No you need stock ones. Injector performance is nonlinear at low duration times so having just trimmed overall duration to say 80% you still have inconsistent fuel maps.
Hi All,
Does anyone know if 440cc injectors are too big to use on a stock 1UZ engine?
I originally fitted them because I was going to turbo charge the engine but decided not to for now.
The car runs fine but uses a lot of fuel and smells of petrol.
I've tried changing the duty cycle / injector trim of the ECU but the car runs horribly when I do so.
No you need stock ones. Injector performance is nonlinear at low duration times so having just trimmed overall duration to say 80% you still have inconsistent fuel maps.
USSR GAZ24 with 1UZ-FE VVTi (UCV24) http://www.toymods.org.au/forums/showthread.php?t=60301
Engine conversion is when you drive a shitbox which costs a whole LEXUS to own
Oh ok thanks George.
Does what your saying still apply to aftermarket ECU's? I forgot to mention I'm not running a stock ECU.
I've had it tuned several times with the 440's in it. I would have thought that the tuner would have told me if they were too big.
PM Sciflyer. He ran 440cc injectors in his car for a while, N/A. With adaptronic ecu. Ran fine.
May need to be tuned properly by the sounds? Or maybe some other issue?
(PS: I'm not doubting the fact you may have worse small duty cycle fueling issues if the computer doesn't have the requried resolution for the big injectors, but they seemed to work fine on Sciflyers car)
1977 RA35 Celica GT - I4 | 2007 GSV40R Aurion - V6
Don't live life being scared of death, live in the fear of not truly living. RP 2012
With aftermarket ECU the only issues that can arise - excessively big injectors and low qualified tuner.
When switching to bigger injectors (assuming they are adequate for your engine though and no other changes made) you have to completely remap fuel.
USSR GAZ24 with 1UZ-FE VVTi (UCV24) http://www.toymods.org.au/forums/showthread.php?t=60301
Engine conversion is when you drive a shitbox which costs a whole LEXUS to own
why has nobody asked this yet... what ecu are you using?
Ahh sorry, yeah I really should have mentioned that.
I have a Wolf3D V4. I stopped driving the car ages a go and pretty much gave up on it.
I had it on the dyno about 4 times at three different places. Each time I got it back it ran really well but only for around 2-3 weeks.
The last time I had it tuned it ran the best it ever had for about a month and then started running like crap.

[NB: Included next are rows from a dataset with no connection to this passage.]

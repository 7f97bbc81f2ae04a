//! Idempotency keys for report operations.
//!
//! A key names one logical unit of work: operation kind, acting manager, reporting period,
//! and a random nonce minted once and reused across every retry of that work. Keys are not a
//! security boundary; they only let the server recognize a repeated request.

// std
use std::{
	process,
	sync::atomic::{AtomicU64, Ordering},
};
// crates.io
use rand::{Rng, SeedableRng, TryRngCore, rngs::{OsRng, SmallRng}};
use uuid::{Builder, Uuid};
// self
use crate::{_prelude::*, auth::ActorId};

static FALLBACK_COUNTER: AtomicU64 = AtomicU64::new(0);

/// Report operations that run under an idempotency key.
#[derive(Clone, Copy, Debug, PartialEq, Eq, Hash, PartialOrd, Ord)]
pub enum OperationKind {
	/// Build the aggregated CSV for the manager's team.
	CreateCsv,
	/// Email the aggregated CSV to the manager.
	SendCsv,
	/// Email the aggregated CSV through the live mail provider.
	SendCsvLive,
	/// Render per-employee PDF payslips.
	CreatePdf,
	/// Email the PDFs to employees.
	SendPdf,
	/// Email the PDFs through the live mail provider.
	SendPdfLive,
}
impl OperationKind {
	/// Every kind, in display order.
	pub const ALL: [Self; 6] = [
		Self::CreateCsv,
		Self::SendCsv,
		Self::SendCsvLive,
		Self::CreatePdf,
		Self::SendPdf,
		Self::SendPdfLive,
	];

	/// Label used as the first segment of the idempotency key.
	pub const fn as_str(self) -> &'static str {
		match self {
			Self::CreateCsv => "create_csv",
			Self::SendCsv => "csv",
			Self::SendCsvLive => "csv_live",
			Self::CreatePdf => "create_pdfs",
			Self::SendPdf => "pdf",
			Self::SendPdfLive => "pdf_live",
		}
	}

	/// Human-readable name used in activity messages.
	pub const fn label(self) -> &'static str {
		match self {
			Self::CreateCsv => "Create CSV",
			Self::SendCsv => "Send CSV",
			Self::SendCsvLive => "Send CSV (live)",
			Self::CreatePdf => "Create PDFs",
			Self::SendPdf => "Send PDFs",
			Self::SendPdfLive => "Send PDFs (live)",
		}
	}

	/// Route under `/reports_generation` that performs the operation.
	pub const fn endpoint(self) -> &'static str {
		match self {
			Self::CreateCsv => "/reports_generation/createAggregatedEmployeeData",
			Self::SendCsv => "/reports_generation/sendAggregatedEmployeeData",
			Self::SendCsvLive => "/reports_generation/sendAggregatedEmployeeDataLive",
			Self::CreatePdf => "/reports_generation/createPdfForEmployees",
			Self::SendPdf => "/reports_generation/sendPdfToEmployees",
			Self::SendPdfLive => "/reports_generation/sendPdfToEmployeesLive",
		}
	}

	/// Returns `true` for kinds that deliver email rather than produce files.
	pub const fn is_send(self) -> bool {
		!matches!(self, Self::CreateCsv | Self::CreatePdf)
	}
}
impl Display for OperationKind {
	fn fmt(&self, f: &mut Formatter) -> FmtResult {
		f.write_str(self.as_str())
	}
}

/// Reporting period rejected by [`ReportPeriod::new`].
#[derive(Clone, Debug, PartialEq, Eq, ThisError)]
pub enum PeriodError {
	/// Month outside `1..=12`.
	#[error("Month must be between 1 and 12, got {month}.")]
	Month {
		/// Offending month.
		month: u8,
	},
	/// Year outside the four-digit range.
	#[error("Year must have four digits, got {year}.")]
	Year {
		/// Offending year.
		year: i32,
	},
}

/// Calendar month a report covers.
#[derive(Clone, Copy, Debug, PartialEq, Eq, Hash, PartialOrd, Ord, Serialize, Deserialize)]
pub struct ReportPeriod {
	year: i32,
	month: u8,
}
impl ReportPeriod {
	/// Validates and builds a period.
	pub fn new(year: i32, month: u8) -> Result<Self, PeriodError> {
		if !(1..=12).contains(&month) {
			return Err(PeriodError::Month { month });
		}
		if !(1000..=9999).contains(&year) {
			return Err(PeriodError::Year { year });
		}

		Ok(Self { year, month })
	}

	/// Calendar year.
	pub fn year(&self) -> i32 {
		self.year
	}

	/// Calendar month, `1..=12`.
	pub fn month(&self) -> u8 {
		self.month
	}
}
impl Display for ReportPeriod {
	fn fmt(&self, f: &mut Formatter) -> FmtResult {
		write!(f, "{}-{:02}", self.year, self.month)
	}
}

/// Key sent in the `Idempotency-Key` header, formatted `<op>-<actor>-<year>-<MM>-<uuid>`.
#[derive(Clone, PartialEq, Eq, Hash)]
pub struct IdempotencyKey {
	kind: OperationKind,
	actor: ActorId,
	period: ReportPeriod,
	nonce: Uuid,
	rendered: String,
}
impl IdempotencyKey {
	/// Builds a key from its parts.
	pub fn new(kind: OperationKind, actor: ActorId, period: ReportPeriod, nonce: Uuid) -> Self {
		let rendered = format!("{kind}-{actor}-{period}-{nonce}");

		Self { kind, actor, period, nonce, rendered }
	}

	/// Header value.
	pub fn as_str(&self) -> &str {
		&self.rendered
	}

	/// Operation the key was minted for.
	pub fn kind(&self) -> OperationKind {
		self.kind
	}

	/// Actor the key was minted for.
	pub fn actor(&self) -> &ActorId {
		&self.actor
	}

	/// Period the key was minted for.
	pub fn period(&self) -> ReportPeriod {
		self.period
	}

	/// Random part shared by every retry of the same work.
	pub fn nonce(&self) -> Uuid {
		self.nonce
	}

	/// Returns `true` when the key was minted for exactly these parameters.
	pub fn matches(&self, kind: OperationKind, actor: &ActorId, period: ReportPeriod) -> bool {
		self.kind == kind && &self.actor == actor && self.period == period
	}
}
impl AsRef<str> for IdempotencyKey {
	fn as_ref(&self) -> &str {
		&self.rendered
	}
}
impl Debug for IdempotencyKey {
	fn fmt(&self, f: &mut Formatter) -> FmtResult {
		f.debug_tuple("IdempotencyKey").field(&self.rendered).finish()
	}
}
impl Display for IdempotencyKey {
	fn fmt(&self, f: &mut Formatter) -> FmtResult {
		f.write_str(&self.rendered)
	}
}

/// Source of idempotency keys.
pub trait KeyFactory
where
	Self: Send + Sync,
{
	/// Mints a key for a new logical unit of work.
	fn make_key(&self, kind: OperationKind, actor: &ActorId, period: ReportPeriod)
	-> IdempotencyKey;
}

/// Mints keys with random v4 UUID nonces.
#[derive(Clone, Copy, Debug, Default)]
pub struct RandomKeyFactory;
impl KeyFactory for RandomKeyFactory {
	fn make_key(
		&self,
		kind: OperationKind,
		actor: &ActorId,
		period: ReportPeriod,
	) -> IdempotencyKey {
		IdempotencyKey::new(kind, actor.clone(), period, random_nonce())
	}
}

/// Draws a v4 UUID from the OS CSPRNG.
///
/// If the OS source is unavailable, falls back to a small non-cryptographic generator seeded
/// from the clock, the process id, and a process-wide counter. Two keys from the fallback are
/// still distinct within a process, which is all the server needs.
pub fn random_nonce() -> Uuid {
	let mut bytes = [0_u8; 16];

	if let Err(e) = OsRng.try_fill_bytes(&mut bytes) {
		tracing::warn!(error = %e, "OS randomness unavailable; using fallback nonce generator.");

		let nanos = OffsetDateTime::now_utc().unix_timestamp_nanos() as u64;
		let count = FALLBACK_COUNTER.fetch_add(1, Ordering::Relaxed);
		let seed = nanos ^ count.rotate_left(32) ^ u64::from(process::id());

		SmallRng::seed_from_u64(seed).fill(&mut bytes);
	}

	Builder::from_random_bytes(bytes).into_uuid()
}

#[cfg(test)]
mod tests {
	// self
	use super::*;

	fn actor() -> ActorId {
		ActorId::new("mgr-1").expect("Fixture actor should be valid.")
	}

	#[test]
	fn key_follows_wire_format() {
		let period = ReportPeriod::new(2025, 3).expect("Fixture period should be valid.");
		let nonce = Uuid::parse_str("0b6f7c43-9a4e-4f0a-8c55-3a8e2d9f1b20")
			.expect("Fixture UUID should parse.");
		let key = IdempotencyKey::new(OperationKind::SendPdfLive, actor(), period, nonce);

		assert_eq!(key.as_str(), "pdf_live-mgr-1-2025-03-0b6f7c43-9a4e-4f0a-8c55-3a8e2d9f1b20");
		assert!(key.matches(OperationKind::SendPdfLive, &actor(), period));
		assert!(!key.matches(
			OperationKind::SendPdfLive,
			&actor(),
			ReportPeriod::new(2025, 4).expect("Fixture period should be valid.")
		));
	}

	#[test]
	fn random_factory_mints_distinct_v4_nonces() {
		let period = ReportPeriod::new(2024, 12).expect("Fixture period should be valid.");
		let first = RandomKeyFactory.make_key(OperationKind::CreateCsv, &actor(), period);
		let second = RandomKeyFactory.make_key(OperationKind::CreateCsv, &actor(), period);

		assert_ne!(first, second);
		assert_eq!(first.nonce().get_version_num(), 4);
		assert!(first.as_str().starts_with("create_csv-mgr-1-2024-12-"));
	}

	#[test]
	fn period_validation() {
		assert_eq!(ReportPeriod::new(2025, 0), Err(PeriodError::Month { month: 0 }));
		assert_eq!(ReportPeriod::new(2025, 13), Err(PeriodError::Month { month: 13 }));
		assert_eq!(ReportPeriod::new(99, 5), Err(PeriodError::Year { year: 99 }));
		assert_eq!(
			ReportPeriod::new(2025, 7).map(|period| period.to_string()),
			Ok("2025-07".to_owned())
		);
	}

	#[test]
	fn kinds_map_to_labels_and_routes() {
		let labels: Vec<_> = OperationKind::ALL.iter().map(|kind| kind.as_str()).collect();

		assert_eq!(labels, ["create_csv", "csv", "csv_live", "create_pdfs", "pdf", "pdf_live"]);
		assert!(!OperationKind::CreatePdf.is_send());
		assert!(OperationKind::SendCsvLive.is_send());
		assert!(OperationKind::SendPdfLive.endpoint().ends_with("sendPdfToEmployeesLive"));
	}
}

I gave up on it for ages but when I got stuck into it again I discovered that one of the ignition coils was tracking through the housing.
I still have what I think are the original maps from the tuners but all of them cause the car to run rich. I never remember it using this much fuel and it certainly didn't smell as much as it does now.
I cannot for the life of me think what else could be causing my issues.
Sounds like some fuel quality of fuel pressure degredation or something?
I know when I tune mine it's great, and then I'll come back to it a few weeks later and it's crap (Or one of the wires lets it's smoke out - like happened today).
Often it's temperature, voltage, or any number of other things that can effect it.
A thought - has the tuner(s) looked at the injector dead time table? Could have something to do with that? Who knows.
Sounds like it's richening up, which is a good thing (as opposed to leaning out!!!)
spark plugs fouling up?
fuel pressure reg dodgy?
sensor wiring dodgy?
corrections tables in the ecu not confogured properly?
too many variables. you need to methodically go through your setup and eliminate possible causes. The fact that the tune is ok for a while and then "becomes crap" to me seems like a wiring/sensor issue. Tunes dont disappear into the ether over time (unless your ecu is corrupting the data saved on it somehow) so I would be looking at the signals that are being fed to the ecu.....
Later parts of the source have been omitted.